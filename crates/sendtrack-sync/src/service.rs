//! Sync orchestration: fetch, map, upsert, track.
//!
//! Campaigns are synced before subscribers, sequentially, inside a single
//! tracked run. Campaign upserts are committed one row at a time; the
//! subscriber batch is committed as one transaction. A subscriber-phase
//! failure does not roll back campaigns already written.

use std::collections::HashSet;

use sendtrack_core::config::SyncConfig;
use sendtrack_core::db::unix_timestamp;
use serde::Serialize;
use tracing::{debug, error, info, warn};

use crate::mapper::{map_campaign, map_subscriber};
use crate::remote::{RemoteError, RemoteSource};
use crate::store::{DatabaseError, LocalStore};
use crate::tracker::{RunOutcome, RunTracker};

/// Errors surfaced by [`SyncService::run_sync`].
#[derive(Debug, thiserror::Error)]
pub enum SyncError {
    #[error("Remote connection error: {0}")]
    Connection(String),

    #[error("Remote query error: {0}")]
    Query(String),

    #[error("Local store error: {0}")]
    Persistence(#[from] DatabaseError),
}

impl From<RemoteError> for SyncError {
    fn from(e: RemoteError) -> Self {
        match e {
            RemoteError::Connection(msg) => Self::Connection(msg),
            RemoteError::Query(msg) => Self::Query(msg),
        }
    }
}

/// Result of a successful run.
#[derive(Debug, Clone, PartialEq, Eq, Serialize)]
#[serde(rename_all = "camelCase")]
pub struct SyncOutcome {
    pub success: bool,
    pub records_processed: i64,
    pub run_id: String,
}

/// Per-run fetch bounds.
#[derive(Debug, Clone, Copy, PartialEq, Eq)]
pub struct SyncLimits {
    pub campaigns: u32,
    pub subscribers: u32,
}

impl Default for SyncLimits {
    fn default() -> Self {
        Self::from(&SyncConfig::default())
    }
}

impl From<&SyncConfig> for SyncLimits {
    fn from(config: &SyncConfig) -> Self {
        Self {
            campaigns: config.campaign_limit,
            subscribers: config.subscriber_limit,
        }
    }
}

pub struct SyncService<R> {
    remote: R,
    store: LocalStore,
    tracker: RunTracker,
    limits: SyncLimits,
}

impl<R: RemoteSource> SyncService<R> {
    pub fn new(remote: R, store: LocalStore, limits: SyncLimits) -> Self {
        let tracker = RunTracker::new(store.clone());
        Self {
            remote,
            store,
            tracker,
            limits,
        }
    }

    pub const fn remote(&self) -> &R {
        &self.remote
    }

    pub const fn store(&self) -> &LocalStore {
        &self.store
    }

    pub const fn tracker(&self) -> &RunTracker {
        &self.tracker
    }

    /// Run one full sync and record it.
    ///
    /// On failure the run is closed as failed with the error message before
    /// the error is returned; nothing is retried here. A run whose success
    /// could not be recorded is closed as failed too.
    pub async fn run_sync(&self) -> Result<SyncOutcome, SyncError> {
        let run_id = self.tracker.open().await?;

        let result = match self.sync_entities().await {
            Ok(records_processed) => self
                .tracker
                .close(&run_id, &RunOutcome::Success { records_processed })
                .await
                .map(|()| records_processed)
                .map_err(SyncError::from),
            Err(err) => Err(err),
        };

        match result {
            Ok(records_processed) => Ok(SyncOutcome {
                success: true,
                records_processed,
                run_id,
            }),
            Err(err) => {
                error!(run_id = %run_id, error = %err, "Sync failed");
                let outcome = RunOutcome::Failed {
                    error: err.to_string(),
                };
                if let Err(close_err) = self.tracker.close(&run_id, &outcome).await {
                    warn!(run_id = %run_id, error = %close_err, "Failed to record sync failure");
                }
                Err(err)
            }
        }
    }

    async fn sync_entities(&self) -> Result<i64, SyncError> {
        let campaigns = self.sync_campaigns().await?;
        let subscribers = self.sync_subscribers().await?;
        Ok(campaigns + subscribers)
    }

    /// Fetch, map and upsert campaigns in fetch order. Returns the number of
    /// campaigns written.
    pub async fn sync_campaigns(&self) -> Result<i64, SyncError> {
        let rows = self.remote.fetch_campaigns(self.limits.campaigns).await?;

        let mut synced = 0;
        for row in &rows {
            let Some(record) = map_campaign(row) else {
                warn!(title = ?row.title, "Skipping remote campaign without id");
                continue;
            };
            self.store.upsert_campaign(&record).await?;
            synced += 1;
        }

        info!(fetched = rows.len(), synced, "Campaigns synced");
        Ok(synced)
    }

    /// Fetch and map subscribers, then upsert them as one transaction.
    /// Returns the number of distinct subscribers written.
    ///
    /// The remote returns newest rows first, so when an email appears more
    /// than once the first occurrence wins and later ones are dropped.
    pub async fn sync_subscribers(&self) -> Result<i64, SyncError> {
        let rows = self.remote.fetch_subscribers(self.limits.subscribers).await?;
        let now = unix_timestamp();

        let mut seen = HashSet::with_capacity(rows.len());
        let mut records = Vec::with_capacity(rows.len());
        for row in &rows {
            let Some(record) = map_subscriber(row, now) else {
                warn!(id = ?row.id, "Skipping remote subscriber without email");
                continue;
            };
            if !seen.insert(record.email.clone()) {
                debug!(email = %record.email, "Skipping duplicate remote subscriber");
                continue;
            }
            records.push(record);
        }

        let written = self.store.upsert_subscribers(&records).await?;

        info!(fetched = rows.len(), synced = written, "Subscribers synced");
        Ok(i64::try_from(written).unwrap_or(i64::MAX))
    }
}
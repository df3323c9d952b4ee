//! Configuration and file errors for `SendTrack`.

use thiserror::Error;

pub type Result<T> = std::result::Result<T, Error>;

#[derive(Debug, Error)]
pub enum Error {
    #[error("Configuration error: {0}")]
    Config(String),

    /// An environment override that does not parse as the field's type.
    #[error("Invalid value for {key}: {value:?}")]
    InvalidEnv { key: String, value: String },

    #[error("JSON error: {0}")]
    Json(#[from] serde_json::Error),

    #[error("I/O error: {0}")]
    Io(#[from] std::io::Error),
}
use crate::frame::Frame;

/// Handle to a scheduled animation.
///
/// Handles are never reused: ids are allocated from a monotonically
/// increasing counter, so a stale handle can only ever refer to an
/// animation that no longer exists, and cancelling it is a no-op.
#[derive(Debug, Copy, Clone, PartialEq, Eq, PartialOrd, Ord, Hash)]
pub struct AnimationHandle(pub u64);

/// Outcome of one animation tick.
#[derive(Debug, Copy, Clone, PartialEq, Eq)]
pub enum TickOutcome {
    Continue,
    Finished,
}

#[derive(Debug)]
struct Item<T> {
    handle: AnimationHandle,
    payload: T,
    canceled: bool,
}

/// Deterministic registry of frame-driven animations.
///
/// Key properties:
/// - Ticking order is ascending handle id (insertion order).
/// - `cancel` is idempotent; a cancelled animation is never ticked again,
///   even within the same `run_frame` pass.
/// - Finished animations are removed before `run_frame` returns.
///
/// Vec-backed on purpose: the engine holds a handful of animations at a
/// time and determinism matters more than asymptotic performance.
#[derive(Debug)]
pub struct Animations<T> {
    next_id: u64,
    items: Vec<Item<T>>,
}

impl<T> Default for Animations<T> {
    fn default() -> Self {
        Self {
            next_id: 0,
            items: Vec::new(),
        }
    }
}

impl<T> Animations<T> {
    pub fn new() -> Self {
        Self::default()
    }

    pub fn len(&self) -> usize {
        self.items.iter().filter(|i| !i.canceled).count()
    }

    pub fn is_empty(&self) -> bool {
        self.len() == 0
    }

    pub fn schedule(&mut self, payload: T) -> AnimationHandle {
        let handle = AnimationHandle(self.next_id);
        self.next_id = self.next_id.wrapping_add(1);
        self.items.push(Item {
            handle,
            payload,
            canceled: false,
        });
        handle
    }

    pub fn is_active(&self, handle: AnimationHandle) -> bool {
        self.items
            .iter()
            .any(|i| i.handle == handle && !i.canceled)
    }

    /// Cancels the animation behind `handle`.
    ///
    /// Returns `true` if it was still active. Safe to call repeatedly and
    /// with stale handles.
    pub fn cancel(&mut self, handle: AnimationHandle) -> bool {
        for item in &mut self.items {
            if item.handle == handle && !item.canceled {
                item.canceled = true;
                return true;
            }
        }
        false
    }

    pub fn cancel_all(&mut self) {
        for item in &mut self.items {
            item.canceled = true;
        }
    }

    /// Finds an active payload matching `pred`.
    pub fn find(&self, mut pred: impl FnMut(&T) -> bool) -> Option<AnimationHandle> {
        self.items
            .iter()
            .find(|i| !i.canceled && pred(&i.payload))
            .map(|i| i.handle)
    }

    /// Ticks every active animation once, in handle order.
    ///
    /// `tick` returning [`TickOutcome::Finished`] removes the animation.
    /// Cancelled entries are compacted away in the same pass.
    pub fn run_frame(&mut self, frame: Frame, mut tick: impl FnMut(Frame, &mut T) -> TickOutcome) {
        for item in &mut self.items {
            if item.canceled {
                continue;
            }
            if tick(frame, &mut item.payload) == TickOutcome::Finished {
                item.canceled = true;
            }
        }
        self.items.retain(|i| !i.canceled);
    }
}

#[cfg(test)]
mod tests {
    use super::{Animations, TickOutcome};
    use crate::frame::Frame;
    use foundation::time::Time;

    fn frame(index: u64) -> Frame {
        Frame {
            index,
            dt_s: 1.0 / 60.0,
            now: Time(index as f64 / 60.0),
        }
    }

    #[test]
    fn ticks_in_handle_order() {
        let mut anims: Animations<&'static str> = Animations::new();
        anims.schedule("b");
        anims.schedule("a");
        let mut seen = Vec::new();
        anims.run_frame(frame(0), |_, name| {
            seen.push(*name);
            TickOutcome::Continue
        });
        assert_eq!(seen, vec!["b", "a"]);
    }

    #[test]
    fn cancel_is_idempotent_and_stops_ticks() {
        let mut anims: Animations<u32> = Animations::new();
        let h = anims.schedule(0);
        assert!(anims.cancel(h));
        assert!(!anims.cancel(h));
        let mut ticked = 0;
        anims.run_frame(frame(0), |_, _| {
            ticked += 1;
            TickOutcome::Continue
        });
        assert_eq!(ticked, 0);
        assert!(anims.is_empty());
    }

    #[test]
    fn stale_handle_cancel_is_a_noop() {
        let mut anims: Animations<u32> = Animations::new();
        let h = anims.schedule(1);
        anims.run_frame(frame(0), |_, _| TickOutcome::Finished);
        assert!(!anims.cancel(h));
    }

    #[test]
    fn finished_animations_are_removed() {
        let mut anims: Animations<u32> = Animations::new();
        anims.schedule(0);
        anims.schedule(1);
        anims.run_frame(frame(0), |_, n| {
            if *n == 0 {
                TickOutcome::Finished
            } else {
                TickOutcome::Continue
            }
        });
        assert_eq!(anims.len(), 1);
    }

    #[test]
    fn handles_are_never_reused() {
        let mut anims: Animations<u32> = Animations::new();
        let h0 = anims.schedule(0);
        anims.cancel(h0);
        let h1 = anims.schedule(1);
        assert_ne!(h0, h1);
        assert!(!anims.is_active(h0));
        assert!(anims.is_active(h1));
    }
}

○ ○ ○ ○ ○ ○ ○

● **Work item**:
Within the data above, find the lines that contain the word "warn" and copy each of them.

● **Finished task**:
use tracing::{debug, error, info, warn};
                    warn!(run_id = %run_id, error = %close_err, "Failed to record sync failure");
                warn!(title = ?row.title, "Skipping remote campaign without id");
                warn!(id = ?row.id, "Skipping remote subscriber without email");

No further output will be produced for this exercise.